ブラジルのボルソナロ大統領は、日本のメディアでも最近よくとりあげられてるようなので、ご存知の方もいるかもしれません。経済優先の大統領で、コロナ軽視発言等問題も多く、州で行っている自粛政策を非難しています。
※ボルソナロ大統領のコロナへの対応等ブラジルの政局については以下の記事を読んでください。
※記事準備中
ですが、彼の言うことは100%間違っているわけではないのです。
この国では「止まることは死」なのです。先進国の人々は、この自粛政策反対デモを「コロナ軽視」と非難するでしょう。大統領を「奇人・奇行」と表現するメディアを見たこともあります。私も大統領の発言は国家元首としてふさわしくないと思いますし、それを支持するわけでもありません。
でも、経済的体力がない国とある国を比べることがナンセンスであること、また、広大な国土や人口をこの状況下でコントロールすることがいかに難しいかという事も知っておくべきかと思います。
州と国/右派と左派の対立
今回のデモ、純粋に自粛政策反対という意味だけではありません。
ブラジル国民は、ボルソナロ(極右)を支持する右派と、前政権PTを支持する左派で二分されています。

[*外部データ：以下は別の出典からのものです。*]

//! MediDeutsch · Adaptive Assessment Backend
//!
//! - Adaptive CEFR placement test for medical German (A1..C2)
//! - Axum HTTP + WebSocket API hosting in-memory assessment sessions
//! - Built-in question bank, extendable from a TOML config
//!
//! Important env variables:
//!   PORT                    : u16 (default 3000)
//!   ASSESSMENT_CONFIG_PATH  : path to TOML config (settings, topic weights, extra questions)
//!   LOG_LEVEL               : tracing filter, e.g. "debug" or full directives
//!   LOG_FORMAT              : "pretty" (default) or "json"

mod bank;
mod config;
mod domain;
mod engine;
mod error;
mod logic;
mod protocol;
mod routes;
mod scoring;
mod seeds;
mod selector;
mod session;
mod state;
mod telemetry;

use std::{net::SocketAddr, sync::Arc};
use tokio::net::TcpListener;
use tracing::{error, info};

use crate::routes::build_router;
use crate::state::AppState;

#[tokio::main]
async fn main() -> Result<(), Box<dyn std::error::Error>> {
  telemetry::init_tracing();

  // A malformed config or question bank stops startup here.
  let state = match AppState::from_env() {
    Ok(state) => Arc::new(state),
    Err(e) => {
      error!(target: "medideutsch_backend", error = %e, "Refusing to start");
      return Err(e.into());
    }
  };

  state.clone().spawn_idle_sweep();
  let app = build_router(state);

  // Read port from env or default to 3000.
  let addr: SocketAddr = std::env::var("PORT")
    .ok()
    .and_then(|p| p.parse::<u16>().ok())
    .map(|port| SocketAddr::from(([0, 0, 0, 0], port)))
    .unwrap_or_else(|| SocketAddr::from(([0, 0, 0, 0], 3000)));

  let listener = TcpListener::bind(addr).await?;
  info!(target: "medideutsch_backend", %addr, "HTTP server listening");
  axum::serve(listener, app)
    .with_graceful_shutdown(shutdown_signal())
    .await?;
  info!(target: "medideutsch_backend", "Server stopped");
  Ok(())
}

async fn shutdown_signal() {
  if let Err(e) = tokio::signal::ctrl_c().await {
    error!(target: "medideutsch_backend", error = %e, "Failed to listen for shutdown signal");
  }
}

また、経済政策を優先し自粛政策を非難する国(=ボルソナロ・右派)と、自粛政策を強行する州という対立もあります。
今回のデモの参加者の多くは右派でボルソナロ大統領支持者です。
コロナにかこつけた、右派左派の争いの一部でもあります。
ブラジルのコロナをめぐる現状
死亡者数・感染者数
4月9日時点では州別の死亡者・感染者は以下の表の通りです。
サンパウロ州・リオデジャネイロ州・セアラ州で感染の広がりが見られますが、それ以外の州は持ちこたえている状況です。
サンパウロ州に関しては、感染の拡大がかなりのスピードで進んでおり、医療崩壊を起こしているとするむきもあります。
出展Covid-19: Brasil tem 941 mortes e 17.857 casos do novo coronavírus
コロナに対する動き
州政府単位で緊急事態宣言をだし、経済活動自粛・外出禁止令を引いているところがほとんどです。
生活に必要不可欠なサービスや商店はひらいており、物流も問題ありません。
日本のように買い占め等もほぼおこっていません。比較的おちついて行動しているように感じます。
コロナに対する政府の対応
受給の条件は厳しいですが、貧困層へ月600レアルの給付をしています。※600レアル=約18000円
また、企業に対しては税金の支払い延長や、低利子での貸付等を行っています。ただし、先ほども書きましたが既に多くの店がつぶれています。十分な支援がいっていないということですね。
まとめ
以上、ブラジル・コロナ自粛政策反対デモがおこった理由を説明しました。
国の規模・人口・生活習慣等で、コロナの対応は各国で違って当然だと思いますが、ブラジルは適切な対応方法をまだ見つけられていません。
このまま続くと、経済混乱をもとにした暴動や餓えで本当にコロナ以上に死者がでるかもしれません。
早くコロナが収束にむかうことを祈るばかりです。